Your instructions.
Return, exactly as written, every line from the first line of the data below through the line that contains "self.messages.lock().unwrap().push(message.clone());".

Data for the task.
__________

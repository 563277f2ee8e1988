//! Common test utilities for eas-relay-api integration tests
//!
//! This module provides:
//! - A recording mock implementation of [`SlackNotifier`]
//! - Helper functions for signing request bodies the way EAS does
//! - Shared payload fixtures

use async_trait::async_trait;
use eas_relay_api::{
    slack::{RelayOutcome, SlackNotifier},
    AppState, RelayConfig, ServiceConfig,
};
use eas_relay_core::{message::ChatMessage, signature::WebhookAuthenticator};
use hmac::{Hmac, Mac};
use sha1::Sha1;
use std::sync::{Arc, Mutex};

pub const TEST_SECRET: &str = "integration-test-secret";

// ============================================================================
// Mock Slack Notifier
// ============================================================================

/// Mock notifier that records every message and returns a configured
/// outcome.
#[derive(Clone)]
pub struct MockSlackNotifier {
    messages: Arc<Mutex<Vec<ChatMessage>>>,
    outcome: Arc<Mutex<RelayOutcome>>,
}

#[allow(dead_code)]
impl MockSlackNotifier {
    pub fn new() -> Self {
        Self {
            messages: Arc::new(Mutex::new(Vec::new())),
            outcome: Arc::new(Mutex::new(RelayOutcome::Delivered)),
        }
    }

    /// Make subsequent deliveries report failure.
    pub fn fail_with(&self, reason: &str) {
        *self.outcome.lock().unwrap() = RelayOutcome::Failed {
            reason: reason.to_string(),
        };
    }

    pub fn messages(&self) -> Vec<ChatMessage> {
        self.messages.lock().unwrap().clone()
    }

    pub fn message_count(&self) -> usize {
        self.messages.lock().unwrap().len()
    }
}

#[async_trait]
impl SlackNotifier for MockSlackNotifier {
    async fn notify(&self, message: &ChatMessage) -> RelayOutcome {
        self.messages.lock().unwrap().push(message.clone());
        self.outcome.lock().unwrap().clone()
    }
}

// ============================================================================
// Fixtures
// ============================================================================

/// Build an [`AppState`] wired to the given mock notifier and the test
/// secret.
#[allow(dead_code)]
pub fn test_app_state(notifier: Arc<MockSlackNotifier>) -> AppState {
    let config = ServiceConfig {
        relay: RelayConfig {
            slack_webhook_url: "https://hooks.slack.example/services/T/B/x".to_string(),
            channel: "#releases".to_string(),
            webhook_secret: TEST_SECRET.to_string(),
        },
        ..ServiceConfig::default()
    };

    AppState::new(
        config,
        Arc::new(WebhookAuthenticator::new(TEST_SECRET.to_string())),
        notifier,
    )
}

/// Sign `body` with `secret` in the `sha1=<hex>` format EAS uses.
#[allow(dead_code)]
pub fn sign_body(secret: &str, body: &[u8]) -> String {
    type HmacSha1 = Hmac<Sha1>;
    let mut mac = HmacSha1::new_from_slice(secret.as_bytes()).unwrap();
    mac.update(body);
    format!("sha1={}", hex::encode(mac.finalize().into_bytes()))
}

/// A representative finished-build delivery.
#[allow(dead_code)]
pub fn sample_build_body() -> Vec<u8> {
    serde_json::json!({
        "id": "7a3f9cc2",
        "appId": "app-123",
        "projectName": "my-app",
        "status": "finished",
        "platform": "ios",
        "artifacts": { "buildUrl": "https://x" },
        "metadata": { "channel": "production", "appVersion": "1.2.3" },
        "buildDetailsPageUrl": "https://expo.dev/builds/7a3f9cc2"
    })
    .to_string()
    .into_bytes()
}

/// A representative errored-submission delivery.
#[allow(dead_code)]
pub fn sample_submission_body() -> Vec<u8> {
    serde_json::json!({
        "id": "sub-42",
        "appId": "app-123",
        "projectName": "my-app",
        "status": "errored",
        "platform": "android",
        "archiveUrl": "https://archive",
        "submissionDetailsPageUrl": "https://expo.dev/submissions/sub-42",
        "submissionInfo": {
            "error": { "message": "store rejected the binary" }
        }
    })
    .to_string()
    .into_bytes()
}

__________

Output.
repository 563277f2ee8e1988
//! Common test utilities for eas-relay-api integration tests
//!
//! This module provides:
//! - A recording mock implementation of [`SlackNotifier`]
//! - Helper functions for signing request bodies the way EAS does
//! - Shared payload fixtures

use async_trait::async_trait;
use eas_relay_api::{
    slack::{RelayOutcome, SlackNotifier},
    AppState, RelayConfig, ServiceConfig,
};
use eas_relay_core::{message::ChatMessage, signature::WebhookAuthenticator};
use hmac::{Hmac, Mac};
use sha1::Sha1;
use std::sync::{Arc, Mutex};

pub const TEST_SECRET: &str = "integration-test-secret";

// ============================================================================
// Mock Slack Notifier
// ============================================================================

/// Mock notifier that records every message and returns a configured
/// outcome.
#[derive(Clone)]
pub struct MockSlackNotifier {
    messages: Arc<Mutex<Vec<ChatMessage>>>,
    outcome: Arc<Mutex<RelayOutcome>>,
}

#[allow(dead_code)]
impl MockSlackNotifier {
    pub fn new() -> Self {
        Self {
            messages: Arc::new(Mutex::new(Vec::new())),
            outcome: Arc::new(Mutex::new(RelayOutcome::Delivered)),
        }
    }

    /// Make subsequent deliveries report failure.
    pub fn fail_with(&self, reason: &str) {
        *self.outcome.lock().unwrap() = RelayOutcome::Failed {
            reason: reason.to_string(),
        };
    }

    pub fn messages(&self) -> Vec<ChatMessage> {
        self.messages.lock().unwrap().clone()
    }

    pub fn message_count(&self) -> usize {
        self.messages.lock().unwrap().len()
    }
}

#[async_trait]
impl SlackNotifier for MockSlackNotifier {
    async fn notify(&self, message: &ChatMessage) -> RelayOutcome {
        self.messages.lock().unwrap().push(message.clone());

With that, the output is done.